Mientras observaba unos autos estacionados sobre el cordón de la vereda, a unos metros del edificio, pensó por trigésima vez, sin embargo, que existía la posibilidad de que Oaky no hubiera hablado con Mosconi, de que tal vez este último hubiese actuado por su cuenta simplemente para enviarle un mensaje, una amenaza, volando todas las ventanas del frente de su casa.
Uno de esos autos debía ser el del comisario, lo sabía. Tenían lindos autos esos hijos de puta. Al cabo de un rato Mosconi salió con una llave en una mano y un pedazo de torta en la otra. Debían haber estado festejando un cumpleaños.
Con pasos largos y seguros se dirigió hacia un Chevrolet azul marino cuyas luces se encendieron por un instante cuando el tipo le quitó la alarma. Simultáneamente se oyó un pitido: cuá cuá. Eran las diez y media. Hijitus volvería las noches siguientes. Ya sabía qué hacer.

***

-La verdad, Hijitus, nunca pensé que tendrías huevos para esto. Siempre fuiste medio putito vos.
-Metete en el auto, Mosconi. O te hago mierda acá nomás.  
El comisario se sentó al volante. Sentía la punta del chumbo entre las costillas.  
-Dale, la concha de tu madre. Destrabá las puertas.
Mosconi obedeció e Hijitus saltó, en un solo movimiento, al asiento trasero. Le apoyó el arma en la cabeza y le ordenó que arrancara.
-¿A dónde vamos, campeón?
-A un lugar tranquilo, jefe. Vos y yo vamos a charlar un rato.
En una calle de tierra, oscura y sin casas a los lados, Hijitus lo esposó y lo arrastró fuera del auto. Lo arrojó al suelo, lo pateó un rato, y finalmente lo amordazó para meterlo en el baúl.
Después estuvo manejando un rato, convencido de estar haciendo lo correcto. Nadie los había visto, nadie sabía a dónde iban, y nadie podría encontrarlos. Si el comisario no se resistía demasiado, sería una tarea fácil: Obtendría los nombres de los tipos, los mataría, recogería a Pichichus y saldrían del país. A Uruguay, seguramente.
En retrospectiva, este plan continuaba pareciéndole el más sensato del mundo. No podía entender cómo mierda fue que todo se le había ido al carajo. Recordaba el rostro de Mosconi, algo deformado por los golpes, cubierto de sangre, y su obstinación enfermiza por permanecer en silencio. Hijitus llegó a pensar que al comisario le excitaban sus golpes, le endurecía la verga al extremo que le pegaran una, y otra, y otra vez. Porque sino no podía explicarse que alguien se negara tan rotundamente a dar una sencilla información que, para colmo, no le incidía en lo más mínimo.
  Un yuta que no quería vender a sus amigos. A Hijitus se le reían las dos pelotas juntas. Los yutas corruptos no tienen códigos. Y a decir verdad, ¿qué yuta no es corrupto?, pensaba Hijitus. Todo cana es corrupto. Todos ellos imponen la fuerza de un orden que destruye el mundo al que pertenece. Pero el yuta es corrupto porque no quiere pertenecer a ese mundo. No. Él no quiere ser parte de la plebe. Y como no tiene otra cosa que vender a parte de su fuerza bruta, es todo lo que ofrece al orden: fuerza bruta. Vende su conciencia de clase por un chumbo y una obra social.

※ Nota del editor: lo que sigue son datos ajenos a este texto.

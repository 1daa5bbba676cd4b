//! Per-pass uniform blocks and the full per-material records.

use bytemuck::{Pod, Zeroable};
use glam::{Mat4, Vec2};

use super::{EnvironmentBlock, LightBlock, ViewBlock};
use crate::params::{
    CloudShadowParams, FogParams, SpecularParams, StripeLayerParams, WindowLightParams,
};

/// Specular output routing.
pub mod output_mode {
    /// Base plane: tone-mapped lit albedo plus specular.
    pub const BASE: f32 = 0.0;
    /// Tile overlay: tone-mapped specular only.
    pub const TILE_OVERLAY: f32 = 1.0;
}

fn flag(b: bool) -> f32 {
    if b { 1.0 } else { 0.0 }
}

// ============================================================================
// Specular
// ============================================================================

/// One stripe layer (48 bytes).
#[repr(C)]
#[derive(Clone, Copy, Debug, Default, PartialEq, Pod, Zeroable)]
pub struct StripeLayerBlock {
    /// frequency, speed, angle (radians), width
    pub a: [f32; 4],
    /// parallax, wave, gaps, softness
    pub b: [f32; 4],
    /// intensity (0 when disabled), unused x3
    pub c: [f32; 4],
}

impl StripeLayerBlock {
    pub fn from_params(p: &StripeLayerParams) -> Self {
        Self {
            a: [p.frequency, p.speed, p.angle.to_radians(), p.width],
            b: [p.parallax, p.wave, p.gaps, p.softness],
            c: [if p.enabled { p.intensity } else { 0.0 }, 0.0, 0.0, 0.0],
        }
    }
}

/// Specular pass parameters (384 bytes).
#[repr(C)]
#[derive(Clone, Copy, Debug, PartialEq, Pod, Zeroable)]
pub struct SpecularBlock {
    pub model: [[f32; 4]; 4],
    /// output mode, tile alpha clip, effect enabled, unused
    pub instance: [f32; 4],
    /// intensity, roughness, dynamic light intensity, light tint strength
    pub material: [f32; 4],
    /// rgb: global tint, a: lightning boost
    pub tint: [f32; 4],
    /// stripes enabled, blend mode, mask threshold, outdoor stripe blend
    pub stripe_global: [f32; 4],
    pub layers: [StripeLayerBlock; 3],
    /// intensity (0 when disabled), cell size, speed, density
    pub sparkle: [f32; 4],
    /// intensity (0 when disabled), black point, white point, contrast
    pub wet: [f32; 4],
    /// brightness, input gamma, output gamma, output max
    pub wet2: [f32; 4],
    /// wind offset xy, ripple strength, ripple scale
    pub wind_ripple: [f32; 4],
    /// rgb: frost tint, a: intensity (0 when disabled)
    pub frost: [f32; 4],
    /// threshold, specular mask present, unused x2
    pub frost2: [f32; 4],
    /// cloud specular intensity (0 when disabled), shadow suppression,
    /// roughness map present, normal map present
    pub cloud: [f32; 4],
}

const _: () = assert!(core::mem::size_of::<SpecularBlock>() == 384);

impl Default for SpecularBlock {
    fn default() -> Self {
        Self::from_params(&SpecularParams::default())
    }
}

impl SpecularBlock {
    pub fn from_params(p: &SpecularParams) -> Self {
        let mut block = Self::zeroed();
        block.model = Mat4::IDENTITY.to_cols_array_2d();
        block.instance = [output_mode::BASE, p.tile_alpha_clip, 1.0, 0.0];
        block.apply_params(p);
        block
    }

    /// Writes every parameter-derived row; leaves model, instance mode, mask
    /// presence and wind offset alone.
    pub fn apply_params(&mut self, p: &SpecularParams) {
        self.instance[1] = p.tile_alpha_clip;
        self.instance[2] = flag(p.enabled);
        self.material = [
            p.intensity,
            p.roughness,
            p.dynamic_light_intensity,
            p.light_tint_strength,
        ];
        self.tint = p.tint.extend(p.lightning_boost).to_array();
        self.stripe_global = [
            flag(p.stripes_enabled),
            p.stripe_blend_mode.as_u32() as f32,
            p.stripe_mask_threshold,
            p.outdoor_stripe_blend,
        ];
        for (dst, src) in self.layers.iter_mut().zip(p.layers.iter()) {
            *dst = StripeLayerBlock::from_params(src);
        }
        self.sparkle = [
            if p.sparkle_enabled {
                p.sparkle_intensity
            } else {
                0.0
            },
            p.sparkle_scale,
            p.sparkle_speed,
            p.sparkle_density,
        ];
        self.wet = [
            if p.wet_enabled { p.wet_intensity } else { 0.0 },
            p.wet_black_point,
            p.wet_white_point,
            p.wet_contrast,
        ];
        self.wet2 = [
            p.wet_brightness,
            p.wet_gamma,
            p.wet_output_gamma,
            p.wet_output_max,
        ];
        self.wind_ripple[2] = p.wet_ripple_strength;
        self.wind_ripple[3] = p.wet_ripple_scale;
        self.frost = p
            .frost_tint
            .extend(if p.frost_enabled {
                p.frost_intensity
            } else {
                0.0
            })
            .to_array();
        self.frost2[0] = p.frost_threshold;
        self.cloud[0] = if p.cloud_specular_enabled {
            p.cloud_specular_intensity
        } else {
            0.0
        };
        self.cloud[1] = p.building_shadow_suppression;
    }

    /// Which optional masks are bound for this material.
    pub fn set_mask_presence(&mut self, specular: bool, roughness: bool, normal: bool) {
        self.frost2[1] = flag(specular);
        self.cloud[2] = flag(roughness);
        self.cloud[3] = flag(normal);
    }

    pub fn set_wind_offset(&mut self, offset: Vec2) {
        self.wind_ripple[0] = offset.x;
        self.wind_ripple[1] = offset.y;
    }

    pub fn set_model(&mut self, model: Mat4) {
        self.model = model.to_cols_array_2d();
    }

    pub fn output_mode(&self) -> f32 {
        self.instance[0]
    }
}

/// Full record bound per specular material (base plane or tile overlay).
#[repr(C)]
#[derive(Clone, Copy, Debug, Default, PartialEq, Pod, Zeroable)]
pub struct SpecularMaterial {
    pub view: ViewBlock,
    pub env: EnvironmentBlock,
    pub pass: SpecularBlock,
    pub lights: LightBlock,
}

const _: () = assert!(core::mem::size_of::<SpecularMaterial>() == 160 + 112 + 384 + 3088);

// ============================================================================
// Window light
// ============================================================================

/// Window-light parameters (192 bytes).
#[repr(C)]
#[derive(Clone, Copy, Debug, PartialEq, Pod, Zeroable)]
pub struct WindowLightBlock {
    /// rgb: light color, a: intensity (0 when disabled)
    pub light: [f32; 4],
    /// falloff, rgb split px, split angle (radians), specular boost
    pub shape: [f32; 4],
    /// lightning contrast boost, flash strength, roof suppression, night dimming
    pub env_mod: [f32; 4],
    /// rgb: sky color, a: sky tint strength
    pub sky: [f32; 4],
    /// influence, bias, gamma, contrast
    pub cloud: [f32; 4],
    /// min light, fog dimming, light-only brightness, output mode (0 pool, 1 light-only)
    pub cloud2: [f32; 4],
    /// sun tracking, sun offset length px, unused x2
    pub sun: [f32; 4],
    /// rainK, flow width, flow dead zone, rivulet scale
    pub rain: [f32; 4],
    /// rivulet aspect, rivulet speed, rivulet threshold, max offset px
    pub rain2: [f32; 4],
    /// edge hi, darken strength, darken gamma, rain specular
    pub rain3: [f32; 4],
    /// intensity (0 when disabled), cell size px, rate, use atlas
    pub splash: [f32; 4],
    /// default flow direction xy (world, y up), flow map present weight, unused
    pub flow: [f32; 4],
}

const _: () = assert!(core::mem::size_of::<WindowLightBlock>() == 192);

impl Default for WindowLightBlock {
    fn default() -> Self {
        Self::from_params(&WindowLightParams::default(), 0.0)
    }
}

Muy bien. Entonces el pobre Hijitus va a tener que pensar en una nueva forma de justicia. Va a tener que limpiarse la cara, la barba, los ojos, el culo y el alma. Se levanta de su cama. Le tiemblan un poco las piernas, se tambalea y cae al suelo. Siento olor a vómito, pero no recuerda haber quebrado. Es decir, no recuerda haber quebrado aún más. Unos rayos de sol matutino entran por la persiana como un montón de rayos láser disparados en una cámara oscura y lastiman sus ojos. ¿Dónde carajos está Mosconi? Se pregunta Hijitus. ¿Qué pasó con Mosconi?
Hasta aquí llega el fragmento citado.